#### About this exercise
Every line of the material below that contains the string "order" must appear in the answer.

═════ Task input ═════

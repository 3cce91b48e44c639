//! The row/column representation of a pattern-matching problem.
//!
//! A row holds the still-unmatched argument patterns of one rule, the
//! rule's right-hand side, and the environment array recording which
//! pattern slots matching has already bound. Column `k` means the same
//! argument position in every row, but row lengths may differ: rules of
//! one symbol may bind different numbers of arguments, and specialization
//! consumes matched columns from the front.

use ast::{unfold, Binder, MetaCtx, Rule, Term};

/// One row of a pattern matrix.
#[derive(Debug, Clone)]
pub struct Row {
    pub lhs: Vec<Term>,
    pub rhs: ast::RhsBinder,
    /// `env[i] = None` while slot `i` is unmatched, `Some` once it has
    /// been bound to a matched subterm.
    pub env: Vec<Option<Binder>>,
}

#[derive(Debug, Clone, Default)]
pub struct Matrix {
    pub rows: Vec<Row>,
}

/// Assemble the initial matrix of a symbol from its accepted rules, in
/// source order.
pub fn of_rules(rules: &[Rule]) -> Matrix {
    let rows = rules
        .iter()
        .map(|rule| Row {
            lhs: rule.lhs.clone(),
            rhs: rule.rhs.clone(),
            env: vec![None; rule.arity()],
        })
        .collect();
    Matrix { rows }
}

impl Matrix {
    pub fn is_empty(&self) -> bool {
        self.rows.is_empty()
    }

    /// The number of columns of the widest row.
    pub fn width(&self) -> usize {
        self.rows.iter().map(|row| row.lhs.len()).max().unwrap_or(0)
    }

    /// The values of column `k`, skipping rows that are too short.
    pub fn get_col(&self, k: usize) -> Vec<&Term> {
        self.rows.iter().filter_map(|row| row.lhs.get(k)).collect()
    }

    /// Project the matrix to the chosen columns.
    pub fn select(&self, indices: &[usize]) -> Matrix {
        let rows = self
            .rows
            .iter()
            .map(|row| Row {
                lhs: indices.iter().filter_map(|&k| row.lhs.get(k).cloned()).collect(),
                rhs: row.rhs.clone(),
                env: row.env.clone(),
            })
            .collect();
        Matrix { rows }
    }

    /// Exchange columns 0 and `i` in every row that has both.
    pub fn swap(&self, i: usize) -> Matrix {
        let mut out = self.clone();
        for row in &mut out.rows {
            if row.lhs.len() > i {
                row.lhs.swap(0, i);
            }
        }
        out
    }

    /// Whether a switch on column `k` discriminates anything: some row
    /// presents a constructor head there. Columns that are all pattern
    /// holes (or absent) offer no discrimination.
    pub fn can_switch_on(&self, metas: &MetaCtx, k: usize) -> bool {
        self.rows
            .iter()
            .any(|row| row.lhs.get(k).is_some_and(|t| is_cons(metas, &row.env, t)))
    }

    /// The indices of the columns a switch can be carried out on. At least
    /// one column is retained whenever a non-exhausted row exists.
    pub fn discard_patt_free(&self, metas: &MetaCtx) -> Vec<usize> {
        (0..self.width()).filter(|&k| self.can_switch_on(metas, k)).collect()
    }
}

impl Row {
    /// A row is exhausted when every remaining column is a pattern hole;
    /// it yields its action immediately.
    pub fn exhausted(&self, metas: &MetaCtx) -> bool {
        self.lhs.iter().all(|t| !is_cons(metas, &self.env, t))
    }
}

/// Whether `t` presents a head that requires matching. Pattern holes
/// (wildcards and variables whose slot is still unmatched) do not; a
/// pattern variable whose slot is already bound behaves like its binding.
pub fn is_cons(metas: &MetaCtx, env: &[Option<Binder>], t: &Term) -> bool {
    match unfold(metas, t) {
        Term::Patt(p) => match p.slot {
            Some(slot) => match env.get(slot) {
                Some(Some(binder)) => is_cons(metas, env, &binder.apply(&p.args)),
                _ => false,
            },
            None => false,
        },
        // Well-formed columns never have a pattern hole in applicand
        // position; the recursion is kept for safety.
        Term::App(app) => is_cons(metas, env, &app.fun),
        _ => true,
    }
}

#[cfg(test)]
mod tests {
    use super::*;
    use ast::{add_args, IdBound, Patt, PattSlot, RhsBinder, Sort, Sym, SymId, SymTag, Symbol};
    use url::Url;

    fn declare(sig: &mut ast::Signature, name: &str) -> SymId {
        let uri = Url::parse("inmemory://scratch.rp").unwrap();
        let name = IdBound { span: None, id: name.to_owned(), uri };
        sig.add_symbol(Symbol::new(name, Sort::typ().into(), SymTag::Constant))
    }

    fn sym(sig: &ast::Signature, id: SymId) -> Term {
        Sym { span: None, id, name: sig.get(id).unwrap().name.clone() }.into()
    }

    #[test]
    fn holes_are_not_constructors() {
        let metas = MetaCtx::new();
        let env: Vec<Option<Binder>> = vec![None];
        assert!(!is_cons(&metas, &env, &Patt::wildcard().into()));
        assert!(!is_cons(&metas, &env, &Patt::var(0, "x").into()));
    }

    #[test]
    fn bound_pattern_variables_behave_like_their_binding() {
        let mut sig = ast::Signature::new();
        let t = declare(&mut sig, "true");
        let metas = MetaCtx::new();

        let env = vec![Some(Binder::new(0, sym(&sig, t)))];
        assert!(is_cons(&metas, &env, &Patt::var(0, "x").into()));
    }

    #[test]
    fn application_heads_look_through_the_spine() {
        let mut sig = ast::Signature::new();
        let s = declare(&mut sig, "S");
        let metas = MetaCtx::new();
        let env: Vec<Option<Binder>> = vec![None];

        let t = add_args(sym(&sig, s), vec![Patt::var(0, "m").into()]);
        assert!(is_cons(&metas, &env, &t));
    }

    #[test]
    fn columns_are_gathered_selected_and_swapped() {
        let mut sig = ast::Signature::new();
        let t = declare(&mut sig, "true");
        let f = declare(&mut sig, "false");

        let rules = [
            Rule::new(vec![sym(&sig, t), sym(&sig, f)], RhsBinder::closed(sym(&sig, t))),
            Rule::new(vec![sym(&sig, f)], RhsBinder::closed(sym(&sig, f))),
        ];
        let m = of_rules(&rules);

        // Column 1 exists only in the wider row.
        let col = m.get_col(1);
        assert_eq!(col.len(), 1);
        assert_eq!(*col[0], sym(&sig, f));

        let selected = m.select(&[1]);
        assert_eq!(selected.rows[0].lhs, vec![sym(&sig, f)]);
        assert!(selected.rows[1].lhs.is_empty());

        let swapped = m.swap(1);
        assert_eq!(swapped.rows[0].lhs, vec![sym(&sig, f), sym(&sig, t)]);
        // Rows without column 1 are untouched.
        assert_eq!(swapped.rows[1].lhs, vec![sym(&sig, f)]);
    }

    #[test]
    fn patt_free_columns_are_discarded() {
        let mut sig = ast::Signature::new();
        let t = declare(&mut sig, "true");
        let metas = MetaCtx::new();

        let rule = Rule::new(
            vec![Patt::var(0, "x").into(), sym(&sig, t)],
            RhsBinder::new(vec![PattSlot::new("x", 0)], ast::EnvRef::slot(0, vec![]).into()),
        );
        let m = of_rules(&[rule]);
        assert!(!m.can_switch_on(&metas, 0));
        assert!(m.can_switch_on(&metas, 1));
        assert_eq!(m.discard_patt_free(&metas), vec![1]);
        assert!(!m.rows[0].exhausted(&metas));
    }
}
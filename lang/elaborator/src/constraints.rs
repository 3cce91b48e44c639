//! Convertibility constraints and the typing-substitution builder.
//!
//! Type inference over a rule left-hand side defers a list of
//! convertibility constraints. Before checking the right-hand side, as many
//! of them as possible are absorbed into a simultaneous substitution; the
//! remainder is left for the unification oracle.

use derivative::Derivative;
use printer::{Alloc, Builder, Print, PrintCfg};

use ast::{head_and_args, FVar, MetaCtx, ParallelSubst, Signature, Term};

/// A convertibility constraint `lhs ≡ rhs`.
#[derive(Debug, Clone, Derivative)]
#[derivative(Eq, PartialEq, Hash)]
pub struct Constraint {
    pub lhs: Term,
    pub rhs: Term,
}

impl Constraint {
    pub fn new(lhs: Term, rhs: Term) -> Self {
        Constraint { lhs, rhs }
    }
}

impl Print for Constraint {
    fn print<'a>(&'a self, cfg: &PrintCfg, alloc: &'a Alloc<'a>) -> Builder<'a> {
        self.lhs
            .print(cfg, alloc)
            .append(" ≡ ")
            .append(self.rhs.print(cfg, alloc))
    }
}

/// Derive a typing substitution from a list of convertibility constraints.
///
/// Constraints are processed in input order:
///
/// 1. a pair of applications of the same declared injective symbol with
///    matching arities is decomposed into pointwise constraints;
/// 2. a free variable applied to nothing on either side records a mapping
///    from that variable to the other side;
/// 3. anything else is dropped and left for the unification oracle.
///
/// The result is applied as a simultaneous substitution, never
/// sequentially, so an occurrence of one of its variables inside one of its
/// replacement terms is left untouched.
pub fn build_typing_subst(
    sig: &Signature,
    metas: &MetaCtx,
    constraints: &[Constraint],
) -> ParallelSubst {
    // Worklist in input order; decomposed constraints are processed before
    // the remaining input.
    let mut work: Vec<Constraint> = constraints.iter().rev().cloned().collect();
    let mut acc: Vec<(FVar, Term)> = Vec::new();

    while let Some(Constraint { lhs, rhs }) = work.pop() {
        let (head_l, args_l) = head_and_args(metas, &lhs);
        let (head_r, args_r) = head_and_args(metas, &rhs);

        match (&head_l, &head_r) {
            (Term::Sym(s1), Term::Sym(s2))
                if s1.id == s2.id
                    && sig.is_injective(s1.id)
                    && args_l.len() == args_r.len() =>
            {
                for (a, b) in args_l.into_iter().zip(args_r).rev() {
                    work.push(Constraint::new(a, b));
                }
            }
            (Term::FreeVar(x), _) if args_l.is_empty() => {
                acc.push((x.var.clone(), rhs));
            }
            (_, Term::FreeVar(x)) if args_r.is_empty() => {
                acc.push((x.var.clone(), lhs));
            }
            _ => {
                // Left for the unification oracle after substitution.
            }
        }
    }

    acc.reverse();
    let (vars, terms) = acc.into_iter().unzip();
    ParallelSubst { vars, terms }
}

#[cfg(test)]
mod tests {
    use super::*;
    use ast::{
        add_args, App, IdBound, Occurs, Substitutable, Sym, SymTag, Symbol, Term, VarGen,
    };
    use url::Url;

    fn sym_decl(name: &str) -> Symbol {
        let uri = Url::parse("inmemory://scratch.rp").unwrap();
        let name = IdBound { span: None, id: name.to_owned(), uri };
        Symbol::new(name, ast::Sort::typ().into(), SymTag::Injective)
    }

    fn sym_ref(sig: &Signature, name: &str) -> Term {
        let id = sig.lookup(name).unwrap();
        let decl = sig.get(id).unwrap();
        Sym { span: None, id, name: decl.name.clone() }.into()
    }

    /// Injectivity-guided decomposition: `g x ≡ g y` for injective `g`
    /// decomposes to `x ≡ y` and records the pointwise mapping, no direct
    /// one.
    #[test]
    fn injective_symbols_decompose_pointwise() {
        let mut sig = Signature::new();
        sig.add_symbol(sym_decl("g"));
        let metas = MetaCtx::new();
        let mut gen = VarGen::new();
        let x = gen.fresh("x");
        let y = gen.fresh("y");

        let g = sym_ref(&sig, "g");
        let lhs = add_args(g.clone(), vec![x.clone().into()]);
        let rhs = add_args(g, vec![y.clone().into()]);

        let subst = build_typing_subst(&sig, &metas, &[Constraint::new(lhs, rhs)]);
        assert_eq!(subst.vars, vec![x]);
        assert_eq!(subst.terms, vec![Term::from(y)]);
    }

    /// A non-injective head is neither decomposed nor recorded.
    #[test]
    fn non_injective_symbols_are_dropped() {
        let mut sig = Signature::new();
        let mut decl = sym_decl("h");
        decl.tag = SymTag::Definable;
        sig.add_symbol(decl);
        let metas = MetaCtx::new();
        let mut gen = VarGen::new();
        let x = gen.fresh("x");
        let y = gen.fresh("y");

        let h = sym_ref(&sig, "h");
        let lhs = add_args(h.clone(), vec![x.into()]);
        let rhs = add_args(h, vec![y.into()]);

        let subst = build_typing_subst(&sig, &metas, &[Constraint::new(lhs, rhs)]);
        assert!(subst.is_empty());
    }

    /// An applied variable must not be recorded as a substitution.
    #[test]
    fn applied_variables_are_not_recorded() {
        let sig = Signature::new();
        let metas = MetaCtx::new();
        let mut gen = VarGen::new();
        let x = gen.fresh("x");
        let y = gen.fresh("y");
        let z = gen.fresh("z");

        let lhs: Term = App::new(x.into(), y.into()).into();
        let subst = build_typing_subst(&sig, &metas, &[Constraint::new(lhs, z.clone().into())]);
        // Recorded through the symmetric branch: z ↦ x y, not x ↦ _.
        assert_eq!(subst.vars, vec![z]);
    }

    /// Simultaneous application: `x ↦ y, y ↦ x` swaps and is not chained.
    #[test]
    fn substitution_is_simultaneous() {
        let sig = Signature::new();
        let metas = MetaCtx::new();
        let mut gen = VarGen::new();
        let x = gen.fresh("x");
        let y = gen.fresh("y");

        let cs = vec![
            Constraint::new(x.clone().into(), y.clone().into()),
            Constraint::new(y.clone().into(), x.clone().into()),
        ];
        let subst = build_typing_subst(&sig, &metas, &cs);
        let applied: Term = Term::from(x.clone()).subst(&subst);
        assert_eq!(applied, Term::from(y.clone()));
        // The image still mentions x: no second pass happened.
        assert!(subst.terms.iter().any(|t| t.occurs(&x)));
    }
}
//! Graphviz output for compiled decision trees.
//!
//! Inner nodes are labelled with the index of the column they test (0 when
//! no swap is needed), leaves with the body of their action. Edges carry
//! the matched head constructor, `d` for the default branch and `f` for a
//! branch that fails.

use std::fs::File;
use std::io::{self, Write};
use std::path::Path;

use ast::{DecTree, Term};
use printer::Print;

pub fn to_dot(path: impl AsRef<Path>, tree: &DecTree) -> io::Result<()> {
    let mut file = File::create(path)?;
    write_dot(&mut file, tree)
}

pub fn write_dot<W: Write>(out: &mut W, tree: &DecTree) -> io::Result<()> {
    writeln!(out, "digraph matching {{")?;
    writeln!(out, "    node [shape=box];")?;
    let mut next_id = 0;
    emit(out, tree, &mut next_id)?;
    writeln!(out, "}}")
}

fn emit<W: Write>(out: &mut W, tree: &DecTree, next_id: &mut usize) -> io::Result<usize> {
    let id = *next_id;
    *next_id += 1;
    match tree {
        DecTree::Leaf(action) => {
            let label = escape(&action.body.print_to_string(None));
            writeln!(out, "    n{id} [label=\"{label}\"];")?;
        }
        DecTree::Fail => {
            writeln!(out, "    n{id} [label=\"✗\" shape=circle];")?;
        }
        DecTree::Node(node) => {
            let column = node.swap.unwrap_or(0);
            writeln!(out, "    n{id} [label=\"@{column}\" shape=circle];")?;
            for (tag, child) in &node.children {
                let child_id = emit(out, child, next_id)?;
                let label = edge_label(tag.as_ref(), child);
                writeln!(out, "    n{id} -> n{child_id} [label=\"{label}\"];")?;
            }
        }
    }
    Ok(id)
}

fn edge_label(tag: Option<&Term>, child: &DecTree) -> String {
    if child.is_fail() {
        return "f".to_owned();
    }
    match tag {
        Some(term) => escape(&term.print_to_string(None)),
        None => "d".to_owned(),
    }
}

fn escape(label: &str) -> String {
    label.replace('\\', "\\\\").replace('"', "\\\"")
}

#[cfg(test)]
mod tests {
    use super::*;
    use ast::{DecNode, RhsBinder, Sort};

    fn sample_tree() -> DecTree {
        DecTree::Node(DecNode {
            swap: Some(1),
            children: vec![
                (Some(Sort::typ().into()), DecTree::Leaf(RhsBinder::closed(Sort::typ().into()))),
                (None, DecTree::Fail),
            ],
        })
    }

    #[test]
    fn writes_well_formed_dot() {
        let mut buf = Vec::new();
        write_dot(&mut buf, &sample_tree()).unwrap();
        let out = String::from_utf8(buf).unwrap();

        assert!(out.starts_with("digraph matching {"));
        assert!(out.trim_end().ends_with('}'));
        // The tested column, the matched constructor, and the fail edge.
        assert!(out.contains("@1"));
        assert!(out.contains("TYPE"));
        assert!(out.contains("label=\"f\""));
    }

    #[test]
    fn to_dot_creates_the_file() {
        let dir = tempfile::tempdir().unwrap();
        let path = dir.path().join("tree.dot");
        to_dot(&path, &sample_tree()).unwrap();
        let contents = std::fs::read_to_string(&path).unwrap();
        assert!(contents.contains("digraph"));
    }
}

═════

#### Answer for the task
/// source order.
/// Constraints are processed in input order:
    // Worklist in input order; decomposed constraints are processed before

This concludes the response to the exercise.